Das TARNWERK

 
 

Im April 2000 erlangte das Tarnwerk Bodenstedt neuerliche Aufmerksamkeit als südlich vom seinem ehemaligen Standort nahe der Landesstraße 472, der Verbindungsstraße zwischen Lengede und Klein Lafferde, durch die Auswertung alliierter Luftbilder ein Bombenblindgängerverdachtspunkt lokalisiert worden war. Der Verdachtspunkt wurde von einem Meßtrupp des Kampfmittelbeseitigungsdienstes eingemessen und mittels eines Metalldetektors überprüft. Danach begannen umfangreiche Sondierungsarbeiten, bis der Sprengkörper endlich freigelegt und identifiziert werden konnte. Im Erdreich befand sich in drei Meter Tiefe eine dünnwandige, zylinderförmige Minenbombe mit hochempfindlichen Aufschlagzündern.

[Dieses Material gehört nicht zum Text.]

#[cfg(test)]
mod tests {
    use super::*;

    #[test]
    fn every_severity_maps_to_its_own_level() {
        for severity in Severity::ALL {
            assert_eq!(Level::from(severity).severity(), Some(severity));
            assert_eq!(severity.tag().len(), 7, "{severity}");
            assert!(LevelMask::ALL.test(Level::from(severity)));
        }
    }

    #[test]
    fn levels_are_ordered_by_significance() {
        assert!(Level::TRACE < Level::DEBUG0);
        assert!(Level::DEBUG0 < Level::debug(31));
        assert!(Level::debug(31) < Level::INFO);
        assert!(Level::INFO < Level::WARN);
        assert!(Level::WARN < Level::ERROR);
    }

    #[test]
    fn debug_sub_levels_saturate() {
        assert_eq!(Level::debug(40), Level::debug(31));
        assert_eq!(Level::debug(31).severity(), Some(Severity::Debug));
    }

    #[test]
    fn severity_of_each_level() {
        assert_eq!(Level::TRACE.severity(), Some(Severity::Trace));
        assert_eq!(Level::debug(7).severity(), Some(Severity::Debug));
        assert_eq!(Level::INFO.severity(), Some(Severity::Info));
        assert_eq!(Level::WARN.severity(), Some(Severity::Warn));
        assert_eq!(Level::ERROR.severity(), Some(Severity::Error));
        assert_eq!(Level::from_bits(0).severity(), None);
    }

    #[test]
    fn parse_combines_names() {
        let mask = LevelMask::parse("TRACE|INFO|ERROR", "|").unwrap();
        assert!(mask.test(Level::TRACE));
        assert!(mask.test(Level::INFO));
        assert!(mask.test(Level::ERROR));
        assert!(!mask.test(Level::WARN));
    }

    #[test]
    fn parse_is_case_insensitive_and_trims() {
        let mask = LevelMask::parse(" warn , Error ", ",").unwrap();
        assert_eq!(mask, Level::WARN | Level::ERROR);
    }

    #[test]
    fn parse_accepts_aliases() {
        assert_eq!(LevelMask::parse("all", "|").unwrap(), LevelMask::ALL);
        assert_eq!(
            LevelMask::parse("debug", "|").unwrap(),
            LevelMask::from(Level::DEBUG0)
        );
        assert_eq!(
            LevelMask::parse("warning", "|").unwrap(),
            LevelMask::from(Level::WARN)
        );
        assert_eq!(
            LevelMask::parse("DEBUG12", "|").unwrap(),
            LevelMask::from(Level::debug(12))
        );
    }

    #[test]
    fn parse_skips_empty_tokens() {
        let mask = LevelMask::parse("INFO||WARN|", "|").unwrap();
        assert_eq!(mask, Level::INFO | Level::WARN);
    }

    #[test]
    fn parse_rejects_empty_spec() {
        assert_eq!(LevelMask::parse("", "|"), Err(LevelParseError::Empty));
        assert_eq!(LevelMask::parse("| |", "|"), Err(LevelParseError::Empty));
    }

    #[test]
    fn parse_rejects_unknown_tokens() {
        assert_eq!(
            LevelMask::parse("INFO|LOUD", "|"),
            Err(LevelParseError::UnknownLevel {
                token: "LOUD".to_string()
            })
        );
        assert!(matches!(
            LevelMask::parse("DEBUGX", "|"),
            Err(LevelParseError::UnknownLevel { .. })
        ));
    }

    #[test]
    fn parse_rejects_out_of_range_debug() {
        assert_eq!(
            LevelMask::parse("DEBUG32", "|"),
            Err(LevelParseError::DebugSubLevelOutOfRange {
                token: "DEBUG32".to_string()
            })
        );
    }

    #[test]
    fn from_str_uses_pipe_separator() {
        let mask: LevelMask = "INFO|ERROR".parse().unwrap();
        assert_eq!(mask, Level::INFO | Level::ERROR);
    }

    #[test]
    fn debug_gate_is_a_ceiling() {
        let mask = LevelMask::from(Level::debug(3));
        assert!(!mask.test(Level::debug(0)));
        assert!(!mask.test(Level::debug(2)));
        assert!(mask.test(Level::debug(3)));
        assert!(mask.test(Level::debug(20)));
    }

    #[test]
    fn debug_gate_closed_without_debug_bits() {
        let mask = Level::INFO | Level::ERROR;
        assert!(!mask.test(Level::debug(0)));
        assert!(!mask.test(Level::debug(31)));
    }

    #[test]
    fn all_admits_every_debug_sub_level() {
        for n in 0..DEBUG_SUB_LEVELS {
            assert!(LevelMask::ALL.test(Level::debug(n)));
        }
    }

    #[test]
    fn display_lists_selected_names() {
        let mask = Level::TRACE | Level::debug(2);
        assert_eq!(mask.with(Level::ERROR).to_string(), "TRACE|DEBUG2|ERROR");
        assert_eq!(LevelMask::NONE.to_string(), "NONE");
    }

    #[test]
    fn display_round_trips_through_parse() {
        let mask = LevelMask::parse("trace|debug4|warn", "|").unwrap();
        assert_eq!(mask.to_string().parse::<LevelMask>().unwrap(), mask);
    }

    #[test]
    fn without_removes_bits() {
        let mask = LevelMask::ALL.without(Level::TRACE);
        assert!(!mask.test(Level::TRACE));
        assert!(mask.test(Level::INFO));
    }

    #[test]
    fn level_debug_format_names_sub_levels() {
        assert_eq!(format!("{:?}", Level::debug(5)), "Level(DEBUG5)");
        assert_eq!(format!("{:?}", Level::WARN), "Level(WARN)");
    }
}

Der "Blockbuster", wie die "British Bomb 4000 lb. H.C. (High Capacity)" mit einer Länge von 2,79 m, einem Durchmesser von 0,76 m und einem Gewicht von 1784 kg, neben "Badeofen" oder "Litfaßsäule" genannt wurde, stammte von einem der letzten Angriffe auf das Tarnwerk, den die Royal Air Force (RAF) am Donnerstag, dem 29. März 1945, mit 130 Lancaster-Bombern durchführte.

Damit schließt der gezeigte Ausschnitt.